The company will set up its project 15 miles off the coast of Martha’s Vineyard and expects it to begin producing energy in 2023.

Once operating, the installation is slated to provide carbon-free power to 400,000 residences and businesses in the state of Massachusetts, according to GE.

FEMA LOOKING TO REVISE FLOOD INSURANCE PROGRAM STANDARDS: FEMA is weighing a revision to decades-old minimum floodplain management standards, compliance with which allow for states’ participation in the National Flood Insurance Program.

The agency issued a request for information from the public yesterday as part of a review of the standards, which are meant to encourage states and localities to adopt adequate floodplain management measures for land development projects.

The White House, in announcing the move, pointed to the worsening toll of flood events in recent years as demonstrating the necessity of updating NFIP standards.

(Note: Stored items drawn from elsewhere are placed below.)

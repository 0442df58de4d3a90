//! Coroutine runtime settings read from the environment.
//!
//! ## `BOOT_STACK_SIZE`
//!
//! Stack size for `may` coroutines, decimal (`32768`) or hex (`0x8000`).
//! Default: `0x8000` (32 KB). Each connection runs on its own coroutine, so
//! total virtual memory is roughly stack size × concurrent connections.

use std::env;

use tracing::{debug, warn};

/// Default coroutine stack size (32 KB).
pub const DEFAULT_STACK_SIZE: usize = 0x8000;

#[derive(Debug, Clone, Copy, PartialEq, Eq)]
pub struct RuntimeConfig {
    /// Stack size for coroutines in bytes
    pub stack_size: usize,
}

impl Default for RuntimeConfig {
    fn default() -> Self {
        Self {
            stack_size: DEFAULT_STACK_SIZE,
        }
    }
}

/// Parse a decimal or `0x`-prefixed hex size.
#[must_use]
pub fn parse_size(value: &str) -> Option<usize> {
    let value = value.trim();
    match value
        .strip_prefix("0x")
        .or_else(|| value.strip_prefix("0X"))
    {
        Some(hex) => usize::from_str_radix(hex, 16).ok(),
        None => value.parse().ok(),
    }
}

impl RuntimeConfig {
    #[must_use]
    pub fn from_env() -> Self {
        let stack_size = match env::var("BOOT_STACK_SIZE") {
            Ok(val) => parse_size(&val).filter(|s| *s > 0).unwrap_or_else(|| {
                warn!(value = %val, "Invalid BOOT_STACK_SIZE, using default");
                DEFAULT_STACK_SIZE
            }),
            Err(_) => DEFAULT_STACK_SIZE,
        };
        RuntimeConfig { stack_size }
    }

    /// Apply to the global `may` configuration.
    pub fn apply(&self) {
        may::config().set_stack_size(self.stack_size);
        debug!(stack_size = self.stack_size, "Coroutine runtime configured");
    }
}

FEMA said in a public notice it wants updated standards to “better align the NFIP with the current understanding of flood risk and flood risk reduction approaches.”

The Rundown

Wall Street Journal Oil prices have topped $80. But don’t expect a spending bonanza from shale drillers

Chicago Tribune Pritzker’s energy policy promises 40% renewable power by 2030. But Illinois has fallen short of earlier targets.

Washington Post White House launches climate initiatives to arm communities against floods, extreme weather

Reuters Rocking down to Electric Avenue? Good luck charging your car

Calendar

TUESDAY | OCT. 19

10 a.m. 366 Dirksen. The Senate Energy and Natural Resources Committee will hold a hearing to consider the nominations of Willie Phillips to be a member of the Federal Energy Regulatory Commission, Brad Crabtree to be an Assistant Secretary of Energy for fossil energy and carbon management, and Charles Sams III to be director of the National Park Service.